#### WHAT YOU ARE ASKED TO DO
In the records below, find the line that contains "filename relay/src/main.rs" and the line that contains "tracing_subscriber::fmt()". Set down exactly those lines and every line between them, and nothing more.

#### SOURCE MATERIAL
━━━━━━
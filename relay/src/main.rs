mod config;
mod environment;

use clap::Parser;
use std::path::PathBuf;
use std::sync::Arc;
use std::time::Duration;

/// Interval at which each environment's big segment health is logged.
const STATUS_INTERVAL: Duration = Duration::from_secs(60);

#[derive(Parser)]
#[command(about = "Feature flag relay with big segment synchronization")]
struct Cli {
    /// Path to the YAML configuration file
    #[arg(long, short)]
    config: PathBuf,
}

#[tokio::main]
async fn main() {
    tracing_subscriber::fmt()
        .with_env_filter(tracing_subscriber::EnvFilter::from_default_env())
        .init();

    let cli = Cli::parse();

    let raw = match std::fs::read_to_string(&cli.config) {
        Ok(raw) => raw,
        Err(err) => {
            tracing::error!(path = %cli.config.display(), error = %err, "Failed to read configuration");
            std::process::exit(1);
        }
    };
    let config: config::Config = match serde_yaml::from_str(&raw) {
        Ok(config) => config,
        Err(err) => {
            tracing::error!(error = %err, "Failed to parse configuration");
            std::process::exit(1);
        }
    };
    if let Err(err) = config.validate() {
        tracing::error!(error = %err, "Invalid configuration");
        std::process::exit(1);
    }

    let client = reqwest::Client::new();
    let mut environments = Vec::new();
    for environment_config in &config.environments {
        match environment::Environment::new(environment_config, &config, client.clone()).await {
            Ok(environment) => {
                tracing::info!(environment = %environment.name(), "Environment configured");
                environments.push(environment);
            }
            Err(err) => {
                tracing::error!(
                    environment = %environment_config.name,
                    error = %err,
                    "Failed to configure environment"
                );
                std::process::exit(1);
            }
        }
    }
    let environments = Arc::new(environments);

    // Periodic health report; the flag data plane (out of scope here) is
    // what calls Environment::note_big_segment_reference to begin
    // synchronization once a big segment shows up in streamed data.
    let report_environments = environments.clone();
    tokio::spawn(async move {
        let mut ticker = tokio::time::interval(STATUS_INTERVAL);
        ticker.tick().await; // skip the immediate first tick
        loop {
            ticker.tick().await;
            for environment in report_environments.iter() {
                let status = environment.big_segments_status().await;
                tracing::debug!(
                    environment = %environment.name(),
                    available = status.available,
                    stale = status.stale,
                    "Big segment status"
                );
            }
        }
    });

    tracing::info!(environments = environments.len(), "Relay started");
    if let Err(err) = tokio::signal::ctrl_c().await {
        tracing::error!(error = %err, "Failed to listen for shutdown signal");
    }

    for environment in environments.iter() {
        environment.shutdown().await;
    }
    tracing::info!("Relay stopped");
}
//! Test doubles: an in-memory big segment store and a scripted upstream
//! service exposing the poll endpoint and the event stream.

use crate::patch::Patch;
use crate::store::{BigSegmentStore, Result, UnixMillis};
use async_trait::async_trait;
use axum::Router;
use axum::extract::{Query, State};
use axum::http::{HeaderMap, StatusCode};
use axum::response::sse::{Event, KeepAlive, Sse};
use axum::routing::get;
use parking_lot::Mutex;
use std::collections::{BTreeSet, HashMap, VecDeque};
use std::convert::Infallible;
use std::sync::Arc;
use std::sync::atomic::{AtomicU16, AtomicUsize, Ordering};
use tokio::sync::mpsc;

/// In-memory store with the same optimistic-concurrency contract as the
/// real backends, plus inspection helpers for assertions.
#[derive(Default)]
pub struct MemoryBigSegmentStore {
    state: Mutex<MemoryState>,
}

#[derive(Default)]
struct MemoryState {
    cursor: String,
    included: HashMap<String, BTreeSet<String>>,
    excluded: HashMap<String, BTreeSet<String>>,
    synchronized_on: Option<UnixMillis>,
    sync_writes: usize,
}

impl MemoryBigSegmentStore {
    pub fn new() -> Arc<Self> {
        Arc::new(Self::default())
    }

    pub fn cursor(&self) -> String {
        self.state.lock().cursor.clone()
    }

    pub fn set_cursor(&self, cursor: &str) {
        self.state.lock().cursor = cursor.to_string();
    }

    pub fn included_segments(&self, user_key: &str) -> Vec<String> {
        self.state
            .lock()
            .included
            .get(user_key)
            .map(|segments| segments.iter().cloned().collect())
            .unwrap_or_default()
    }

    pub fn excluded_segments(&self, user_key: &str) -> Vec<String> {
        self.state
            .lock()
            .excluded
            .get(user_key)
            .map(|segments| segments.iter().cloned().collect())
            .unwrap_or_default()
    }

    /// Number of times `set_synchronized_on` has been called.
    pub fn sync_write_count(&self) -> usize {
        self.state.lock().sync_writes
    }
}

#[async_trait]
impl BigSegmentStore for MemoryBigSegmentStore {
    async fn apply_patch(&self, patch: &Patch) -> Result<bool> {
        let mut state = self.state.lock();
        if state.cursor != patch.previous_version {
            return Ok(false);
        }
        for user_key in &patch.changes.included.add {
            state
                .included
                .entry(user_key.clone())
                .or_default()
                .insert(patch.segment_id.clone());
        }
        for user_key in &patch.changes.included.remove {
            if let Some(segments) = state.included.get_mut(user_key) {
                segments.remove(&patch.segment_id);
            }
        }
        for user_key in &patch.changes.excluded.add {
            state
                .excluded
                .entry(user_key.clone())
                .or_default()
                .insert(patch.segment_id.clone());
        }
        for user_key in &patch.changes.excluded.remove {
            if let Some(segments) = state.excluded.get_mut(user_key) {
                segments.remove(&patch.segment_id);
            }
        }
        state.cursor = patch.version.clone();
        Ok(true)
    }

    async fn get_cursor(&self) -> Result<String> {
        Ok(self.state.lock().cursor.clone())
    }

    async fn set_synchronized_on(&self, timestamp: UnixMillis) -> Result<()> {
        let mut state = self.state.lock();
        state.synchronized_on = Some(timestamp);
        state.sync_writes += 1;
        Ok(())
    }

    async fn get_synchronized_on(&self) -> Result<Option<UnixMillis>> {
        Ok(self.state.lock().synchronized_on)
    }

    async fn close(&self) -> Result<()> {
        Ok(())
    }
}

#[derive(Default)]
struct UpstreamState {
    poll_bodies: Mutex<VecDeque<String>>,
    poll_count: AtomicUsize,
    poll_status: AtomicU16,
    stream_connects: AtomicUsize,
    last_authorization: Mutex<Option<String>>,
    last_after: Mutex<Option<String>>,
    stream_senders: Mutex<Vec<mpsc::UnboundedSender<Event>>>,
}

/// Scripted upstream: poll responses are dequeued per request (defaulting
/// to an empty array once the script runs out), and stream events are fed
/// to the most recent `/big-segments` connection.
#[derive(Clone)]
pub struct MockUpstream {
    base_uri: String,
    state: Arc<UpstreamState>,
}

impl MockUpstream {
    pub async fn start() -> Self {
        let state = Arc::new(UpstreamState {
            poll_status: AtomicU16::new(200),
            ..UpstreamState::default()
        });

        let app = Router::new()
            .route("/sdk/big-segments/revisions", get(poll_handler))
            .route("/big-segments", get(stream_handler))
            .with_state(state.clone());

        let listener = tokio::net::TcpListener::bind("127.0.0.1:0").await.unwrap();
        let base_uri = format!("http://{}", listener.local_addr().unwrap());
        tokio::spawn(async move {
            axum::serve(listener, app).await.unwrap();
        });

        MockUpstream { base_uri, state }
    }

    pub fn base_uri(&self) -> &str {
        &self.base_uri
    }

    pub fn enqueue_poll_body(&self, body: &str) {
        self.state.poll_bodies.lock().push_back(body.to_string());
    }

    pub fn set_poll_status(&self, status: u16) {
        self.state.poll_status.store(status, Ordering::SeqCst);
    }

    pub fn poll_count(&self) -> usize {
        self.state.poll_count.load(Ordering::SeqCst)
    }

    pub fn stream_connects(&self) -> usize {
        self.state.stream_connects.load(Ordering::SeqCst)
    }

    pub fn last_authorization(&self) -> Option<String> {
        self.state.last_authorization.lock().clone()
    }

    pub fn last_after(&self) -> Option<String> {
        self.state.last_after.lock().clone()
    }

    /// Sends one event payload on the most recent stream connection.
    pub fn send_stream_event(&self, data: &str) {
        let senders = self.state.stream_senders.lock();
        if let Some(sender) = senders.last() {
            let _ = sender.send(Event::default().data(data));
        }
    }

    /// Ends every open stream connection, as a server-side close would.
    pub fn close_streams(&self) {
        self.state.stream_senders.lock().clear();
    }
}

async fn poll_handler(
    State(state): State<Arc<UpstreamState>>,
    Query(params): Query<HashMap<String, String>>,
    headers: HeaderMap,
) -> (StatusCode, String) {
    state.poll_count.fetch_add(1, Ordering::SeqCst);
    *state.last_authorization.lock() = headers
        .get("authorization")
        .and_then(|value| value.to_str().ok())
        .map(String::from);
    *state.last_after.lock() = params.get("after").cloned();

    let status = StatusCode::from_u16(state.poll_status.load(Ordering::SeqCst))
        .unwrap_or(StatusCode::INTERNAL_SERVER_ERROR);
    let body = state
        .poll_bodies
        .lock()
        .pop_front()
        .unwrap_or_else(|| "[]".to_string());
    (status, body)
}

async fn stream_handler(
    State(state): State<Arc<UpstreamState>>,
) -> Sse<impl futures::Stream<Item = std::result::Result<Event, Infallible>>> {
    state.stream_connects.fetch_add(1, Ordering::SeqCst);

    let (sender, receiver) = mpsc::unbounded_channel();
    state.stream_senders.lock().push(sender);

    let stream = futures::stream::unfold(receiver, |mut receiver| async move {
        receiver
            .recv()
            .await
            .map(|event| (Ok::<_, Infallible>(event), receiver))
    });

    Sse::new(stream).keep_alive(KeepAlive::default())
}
━━━━━━
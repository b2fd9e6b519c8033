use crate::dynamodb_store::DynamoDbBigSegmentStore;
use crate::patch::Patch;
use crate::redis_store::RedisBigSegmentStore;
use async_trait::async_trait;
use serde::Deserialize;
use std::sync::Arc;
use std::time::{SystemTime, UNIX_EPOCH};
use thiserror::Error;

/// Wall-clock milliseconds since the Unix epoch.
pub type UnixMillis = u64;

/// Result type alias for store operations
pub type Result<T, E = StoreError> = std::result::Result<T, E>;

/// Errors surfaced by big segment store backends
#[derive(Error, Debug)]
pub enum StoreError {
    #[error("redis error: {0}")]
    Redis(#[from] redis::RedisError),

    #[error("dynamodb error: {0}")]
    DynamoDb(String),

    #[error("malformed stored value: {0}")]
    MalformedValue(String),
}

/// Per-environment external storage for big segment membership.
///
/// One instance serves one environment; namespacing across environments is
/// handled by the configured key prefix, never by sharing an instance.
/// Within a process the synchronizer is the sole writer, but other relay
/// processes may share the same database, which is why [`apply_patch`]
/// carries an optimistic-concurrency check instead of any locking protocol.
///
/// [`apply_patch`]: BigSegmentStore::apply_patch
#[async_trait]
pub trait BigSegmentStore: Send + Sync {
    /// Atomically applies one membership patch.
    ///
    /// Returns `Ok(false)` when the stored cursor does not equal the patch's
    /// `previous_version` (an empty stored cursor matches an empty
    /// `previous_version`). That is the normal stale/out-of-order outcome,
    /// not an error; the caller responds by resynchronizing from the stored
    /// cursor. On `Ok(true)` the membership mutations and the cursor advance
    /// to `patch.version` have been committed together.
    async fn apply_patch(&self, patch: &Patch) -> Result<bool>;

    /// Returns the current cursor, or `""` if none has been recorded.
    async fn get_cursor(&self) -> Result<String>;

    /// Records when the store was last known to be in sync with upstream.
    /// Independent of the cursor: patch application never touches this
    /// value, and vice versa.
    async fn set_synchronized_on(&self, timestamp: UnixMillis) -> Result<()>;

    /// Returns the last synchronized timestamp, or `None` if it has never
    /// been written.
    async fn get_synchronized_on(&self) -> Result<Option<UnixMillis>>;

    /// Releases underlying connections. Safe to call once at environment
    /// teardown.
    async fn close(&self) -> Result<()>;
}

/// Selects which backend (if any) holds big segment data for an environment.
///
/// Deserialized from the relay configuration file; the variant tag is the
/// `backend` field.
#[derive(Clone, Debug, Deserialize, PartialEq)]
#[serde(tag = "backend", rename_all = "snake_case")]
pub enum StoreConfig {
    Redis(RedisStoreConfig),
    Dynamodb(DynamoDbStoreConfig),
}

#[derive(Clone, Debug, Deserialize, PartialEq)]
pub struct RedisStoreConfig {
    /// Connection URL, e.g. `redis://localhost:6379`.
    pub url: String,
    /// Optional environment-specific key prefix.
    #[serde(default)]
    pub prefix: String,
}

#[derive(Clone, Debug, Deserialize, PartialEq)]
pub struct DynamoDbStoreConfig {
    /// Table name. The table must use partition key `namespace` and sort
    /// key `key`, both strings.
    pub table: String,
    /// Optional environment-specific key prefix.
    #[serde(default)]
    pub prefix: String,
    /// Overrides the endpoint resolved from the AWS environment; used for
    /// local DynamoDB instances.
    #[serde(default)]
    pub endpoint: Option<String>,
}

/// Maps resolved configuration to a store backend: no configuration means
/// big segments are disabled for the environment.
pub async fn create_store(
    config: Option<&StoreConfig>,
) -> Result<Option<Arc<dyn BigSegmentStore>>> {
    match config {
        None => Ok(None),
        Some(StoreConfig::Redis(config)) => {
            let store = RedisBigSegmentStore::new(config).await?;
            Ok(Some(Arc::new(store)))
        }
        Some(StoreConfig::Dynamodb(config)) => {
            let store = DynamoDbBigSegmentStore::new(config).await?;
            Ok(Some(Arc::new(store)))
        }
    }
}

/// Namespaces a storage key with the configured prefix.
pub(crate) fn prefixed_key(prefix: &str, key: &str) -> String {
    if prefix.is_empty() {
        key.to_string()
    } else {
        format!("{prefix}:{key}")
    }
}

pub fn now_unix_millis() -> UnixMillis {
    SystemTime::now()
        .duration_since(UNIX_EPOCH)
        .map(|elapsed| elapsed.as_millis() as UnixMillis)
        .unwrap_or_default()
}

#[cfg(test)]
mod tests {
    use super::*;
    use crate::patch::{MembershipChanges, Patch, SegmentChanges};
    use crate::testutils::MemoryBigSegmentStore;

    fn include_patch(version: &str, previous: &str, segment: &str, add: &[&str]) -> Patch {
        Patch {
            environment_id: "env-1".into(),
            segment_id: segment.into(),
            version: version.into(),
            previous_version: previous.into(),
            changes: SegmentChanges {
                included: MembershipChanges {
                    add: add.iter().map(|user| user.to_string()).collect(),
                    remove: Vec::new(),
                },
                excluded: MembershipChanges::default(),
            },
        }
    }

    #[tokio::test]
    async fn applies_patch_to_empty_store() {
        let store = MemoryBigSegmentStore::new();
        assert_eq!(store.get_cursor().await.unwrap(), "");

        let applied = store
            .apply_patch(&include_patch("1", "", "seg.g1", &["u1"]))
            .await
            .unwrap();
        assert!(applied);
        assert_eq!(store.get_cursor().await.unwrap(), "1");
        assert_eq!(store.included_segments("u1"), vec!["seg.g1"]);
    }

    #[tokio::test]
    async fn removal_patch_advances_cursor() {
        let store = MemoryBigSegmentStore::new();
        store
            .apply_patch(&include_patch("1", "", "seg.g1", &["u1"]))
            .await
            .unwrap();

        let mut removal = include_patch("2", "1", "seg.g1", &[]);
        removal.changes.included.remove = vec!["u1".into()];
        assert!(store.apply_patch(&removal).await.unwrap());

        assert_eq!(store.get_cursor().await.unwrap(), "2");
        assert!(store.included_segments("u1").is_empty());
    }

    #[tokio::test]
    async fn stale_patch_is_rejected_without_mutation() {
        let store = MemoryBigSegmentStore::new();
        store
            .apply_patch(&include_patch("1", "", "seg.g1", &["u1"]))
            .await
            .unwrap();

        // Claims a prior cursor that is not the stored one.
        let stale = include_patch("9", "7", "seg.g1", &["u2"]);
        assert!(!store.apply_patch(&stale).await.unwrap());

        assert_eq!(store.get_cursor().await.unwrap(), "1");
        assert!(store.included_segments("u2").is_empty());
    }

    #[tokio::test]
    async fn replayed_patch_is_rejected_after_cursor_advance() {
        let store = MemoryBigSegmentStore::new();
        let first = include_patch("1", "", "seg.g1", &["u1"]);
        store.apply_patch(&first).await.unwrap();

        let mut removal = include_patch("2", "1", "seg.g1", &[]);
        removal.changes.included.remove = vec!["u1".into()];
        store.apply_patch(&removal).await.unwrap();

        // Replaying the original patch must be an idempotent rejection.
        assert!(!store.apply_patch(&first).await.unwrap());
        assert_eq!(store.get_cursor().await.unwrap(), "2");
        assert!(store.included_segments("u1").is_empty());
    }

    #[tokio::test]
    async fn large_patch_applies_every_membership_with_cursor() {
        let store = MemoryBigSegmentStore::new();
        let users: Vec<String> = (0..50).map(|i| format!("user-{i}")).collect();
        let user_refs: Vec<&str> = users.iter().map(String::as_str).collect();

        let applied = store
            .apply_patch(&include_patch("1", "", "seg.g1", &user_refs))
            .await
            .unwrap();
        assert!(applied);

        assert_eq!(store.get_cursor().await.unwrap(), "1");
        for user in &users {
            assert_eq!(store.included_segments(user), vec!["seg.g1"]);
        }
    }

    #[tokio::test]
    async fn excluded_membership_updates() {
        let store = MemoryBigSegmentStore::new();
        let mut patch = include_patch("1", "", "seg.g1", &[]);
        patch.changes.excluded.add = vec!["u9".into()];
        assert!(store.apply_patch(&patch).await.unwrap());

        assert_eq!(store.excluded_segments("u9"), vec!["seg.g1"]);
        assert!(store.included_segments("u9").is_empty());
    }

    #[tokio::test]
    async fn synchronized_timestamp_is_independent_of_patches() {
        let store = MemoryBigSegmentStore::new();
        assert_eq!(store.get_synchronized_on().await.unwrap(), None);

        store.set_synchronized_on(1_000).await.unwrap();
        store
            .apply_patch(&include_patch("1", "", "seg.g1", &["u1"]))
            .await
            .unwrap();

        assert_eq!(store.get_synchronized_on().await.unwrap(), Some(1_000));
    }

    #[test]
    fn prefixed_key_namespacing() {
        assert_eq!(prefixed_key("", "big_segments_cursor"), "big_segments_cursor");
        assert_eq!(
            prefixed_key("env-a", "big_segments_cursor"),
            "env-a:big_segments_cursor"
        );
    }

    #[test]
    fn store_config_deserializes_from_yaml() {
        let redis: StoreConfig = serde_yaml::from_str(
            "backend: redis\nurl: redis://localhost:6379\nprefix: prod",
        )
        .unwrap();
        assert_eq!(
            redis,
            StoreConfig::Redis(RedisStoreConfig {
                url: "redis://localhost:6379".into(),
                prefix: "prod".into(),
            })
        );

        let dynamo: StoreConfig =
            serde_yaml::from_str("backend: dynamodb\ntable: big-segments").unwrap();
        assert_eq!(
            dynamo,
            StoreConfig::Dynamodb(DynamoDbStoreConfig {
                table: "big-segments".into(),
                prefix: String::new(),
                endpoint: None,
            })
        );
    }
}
━━━━━━
#### EXPECTED ANSWER
filename relay/src/main.rs
mod config;
mod environment;

use clap::Parser;
use std::path::PathBuf;
use std::sync::Arc;
use std::time::Duration;

/// Interval at which each environment's big segment health is logged.
const STATUS_INTERVAL: Duration = Duration::from_secs(60);

#[derive(Parser)]
#[command(about = "Feature flag relay with big segment synchronization")]
struct Cli {
    /// Path to the YAML configuration file
    #[arg(long, short)]
    config: PathBuf,
}

#[tokio::main]
async fn main() {
    tracing_subscriber::fmt()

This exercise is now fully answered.